# Bleeding after sex?



## Crazy Fi (Mar 19, 2007)

Was wondering if anyone can help.... am on clomid 200mg and day 12 of cycle and have had quite a lot of bleeding after sex... has anyone experienced this or any idea what it may be, worried cycle is now invalid as lining disrupted...

Many thanks


----------



## aspiring (Jun 27, 2007)

Have you checked the opening to the vagina to see if you've torn? I tore my fourchette once (didn't know where it was previously *blush*) and it took a while to heal because every time we bms it tore again.
Is it red or brown blood? Can you get to your GP to get checked out?


----------



## Crazy Fi (Mar 19, 2007)

Hi no on hols tom for ten days !! bad timing eh   Its red blood and not like a/f, cheers for info, cant find any visible signs, its a deep one I think lol    ... thanks for your advice... still spotting 36 hrs on


----------



## Rosie P (Nov 10, 2005)

Hi Fi. I used to get a lot of bleeding after sex (very annoying when you have to have BMS so much). I have to have annual smears so was worried it could be related to that, but my doc wasn't concerned as I had a recent smear that came back normal. I mentioned it to my consultant and he didn't think it was Clomid related, however I did find info about this at the time: http://www.ivillage.co.uk/health/experts/askdoctor/qas/0,,583863_632922,00.html

Basically it's the body's normal reaction to the hormone oestrogen, and when taking Clomid the level of this hormone is increased, which would explain why it happens.
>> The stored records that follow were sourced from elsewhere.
pub mod ast;
pub mod blocks;
pub mod builtins;
pub mod bytecode;
pub mod config;
pub mod error;
pub mod lexer;
pub mod natives;
pub mod parser;
pub mod stdlib;
pub mod token;
pub mod value;
pub mod vm;

pub use blocks::{
    Block, BlockExpr, BlockKind, GameType, GeneratedCode, generate_code,
    generate_code_with_line_map, parse_code_to_blocks,
};
pub use bytecode::Program;
pub use config::VmConfig;
pub use error::{Error, EvalError, RuntimeError, RuntimeErrorKind, SyntaxError};
pub use natives::NativeRegistry;
pub use value::Value;
pub use vm::{FrameView, StepOutcome, Vm, VmState, VmStatus};

/// Parses and lowers `source` in one go.
pub fn compile(source: &str) -> Result<Program, SyntaxError> {
    let program = parser::parse(source)?;
    compile_to_ir(&program)
}

pub fn compile_to_ir(program: &ast::Program) -> Result<Program, SyntaxError> {
    bytecode::compile(program)
}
I also noticed it only started happening when I increased my Clomid dose.

Hope this helps put your mind at rest but I|'d say if it is still happening when you get back there's no harm in getting it checked.

Rosie. xxx

/links


----------



## Crazy Fi (Mar 19, 2007)

Thanks so much Rosie, 
that makes a lot of sense, I have been worrying about cervical cancer too, and especially with taking such a high dosage of clomid I have been worrying about the serious disputable side effects it may cause, but want a baby so much have taken the gamble, and to be honest this scared me, aswell as thinking I cant conceive this month now cos of lining loss... so maybe alls ok and there is even hope for ttc this month still......
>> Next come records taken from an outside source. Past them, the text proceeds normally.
#[cfg(test)]
mod tests {
    use super::*;
    use indoc::indoc;

    fn identifier(name: &str) -> Expression {
        Expression::Identifier(name.to_string())
    }

    fn number(value: f64) -> Expression {
        Expression::Number(value)
    }

    #[test]
    fn parses_simple_program() {
        let input = indoc! {"
            def go(steps):
                n = steps + 1
                move(\"forward\")
            go(4)
        "};
        let program = parse(input).expect("parse failed");

        let expected = Program {
            statements: vec![
                Statement::new(
                    1,
                    StatementKind::FunctionDef {
                        name: "go".to_string(),
                        params: vec!["steps".to_string()],
                        body: vec![
                            Statement::new(
                                2,
                                StatementKind::Assign {
                                    target: AssignTarget::Name("n".to_string()),
                                    value: binary(identifier("steps"), BinaryOperator::Add, number(1.0)),
                                },
                            ),
                            Statement::new(
                                3,
                                StatementKind::Expr(Expression::Call {
                                    name: "move".to_string(),
                                    args: vec![Expression::String("forward".to_string())],
                                }),
                            ),
                        ],
                    },
                ),
                Statement::new(
                    4,
                    StatementKind::Expr(Expression::Call {
                        name: "go".to_string(),
                        args: vec![number(4.0)],
                    }),
                ),
            ],
        };

        assert_eq!(program, expected);
    }

    #[test]
    fn respects_operator_precedence() {
        let expr = parse_expression("1 + 2 * 3 < 10 and not done").expect("parse failed");
        let expected = binary(
            binary(
                binary(number(1.0), BinaryOperator::Add, binary(number(2.0), BinaryOperator::Mul, number(3.0))),
                BinaryOperator::LessThan,
                number(10.0),
            ),
            BinaryOperator::And,
            Expression::Unary {
                op: UnaryOperator::Not,
                operand: Box::new(identifier("done")),
            },
        );
        assert_eq!(expr, expected);
    }

    #[test]
    fn parses_range_loops_and_foreach() {
        let input = indoc! {"
            for i in range(3):
                pass
            for item in items:
                pass
        "};
        let program = parse(input).expect("parse failed");
        assert!(matches!(
            &program.statements[0].kind,
            StatementKind::ForRange { target, start: Expression::Number(start), step: None, .. }
                if target == "i" && *start == 0.0
        ));
        assert!(matches!(
            &program.statements[1].kind,
            StatementKind::ForEach { target, iterable: Expression::Identifier(name), .. }
                if target == "item" && name == "items"
        ));
    }

    #[test]
    fn elif_chains_nest_into_else() {
        let input = indoc! {"
            if a:
                x = 1
            elif b:
                x = 2
            else:
                x = 3
        "};
        let program = parse(input).expect("parse failed");
        let StatementKind::If { else_body, .. } = &program.statements[0].kind else {
            panic!("expected if");
        };
        assert_eq!(else_body.len(), 1);
        assert_eq!(else_body[0].line, 3);
        let StatementKind::If { else_body, .. } = &else_body[0].kind else {
            panic!("expected nested if");
        };
        assert_eq!(else_body[0].line, 6);
    }

    #[test]
    fn parses_repeat_index_assignment_and_methods() {
        let input = indoc! {"
            repeat 3 times:
                items.append(1)
            items[0] = {\"a\": [1, 2]}
        "};
        let program = parse(input).expect("parse failed");
        assert!(matches!(program.statements[0].kind, StatementKind::Repeat { .. }));
        assert!(matches!(
            &program.statements[1].kind,
            StatementKind::Assign { target: AssignTarget::Index { name, .. }, value: Expression::Object(_) }
                if name == "items"
        ));
    }

    #[test]
    fn folds_negative_literals() {
        assert_eq!(parse_expression("-5").expect("parse failed"), number(-5.0));
    }

    #[test]
    fn rejects_return_outside_function() {
        let err = parse("return 1\n").expect_err("expected failure");
        assert!(err.message.contains("outside of a function"));
    }

    #[test]
    fn rejects_nested_function_definitions() {
        let input = indoc! {"
            def outer():
                def inner():
                    pass
        "};
        let err = parse(input).expect_err("expected failure");
        assert_eq!(err.line, 2);
    }

    #[test]
    fn reports_line_of_unexpected_token() {
        let err = parse("x = 1\ny = 2 +\n").expect_err("expected failure");
        assert_eq!(err.line, 2);
    }

    #[test]
    fn rejects_missing_block() {
        let err = parse("while true:\npass\n").expect_err("expected failure");
        assert!(err.message.contains("indented block"));
    }

    #[test]
    fn standalone_expression_rejects_statements() {
        assert!(parse_expression("x = 1").is_err());
        assert!(parse_expression("").is_err());
    }
}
How are you feeling now hun? I bet your just gagging for your due date, as you havent had an easy pregnancy have you? My DD due in a few weeks and shes ready to burst now, shes had a difficult pregnancy too and has just about had enough. You must be getting so excitied too, good luck and may your EDD be with you soon , and thanks again x


----------



## Rosie P (Nov 10, 2005)

It made sense to me as it wasn't every time, so knew it wasn't just like a cut or something up there. Don't forget your pineapple juice and brazil nuts to help your lining. Hopefully you will still be in with a good chance this cycle, especially as you will hopefully have a nice relaxing hol. Is it tomorrow you go? Hope you have a really great time.  

I'm feeling much better now thanks, just a bit chesty. Pelvis has been suffering a bit but that's because I decided to make 4 banana cakes for some reason on Thursday!   I'm not really gagging for due date as I have so much still left to do. Just been up clearing out things in our room and got rid of a bin liner of shoes - very sad to see them go.   I will feel better once the place is a bot more organised and ready, and we have all the bits I still need to get. Really need to get myself organised now. 

Have a lovely holiday hun, and hope you have no more bleeding. 

Rosie. xxx


----------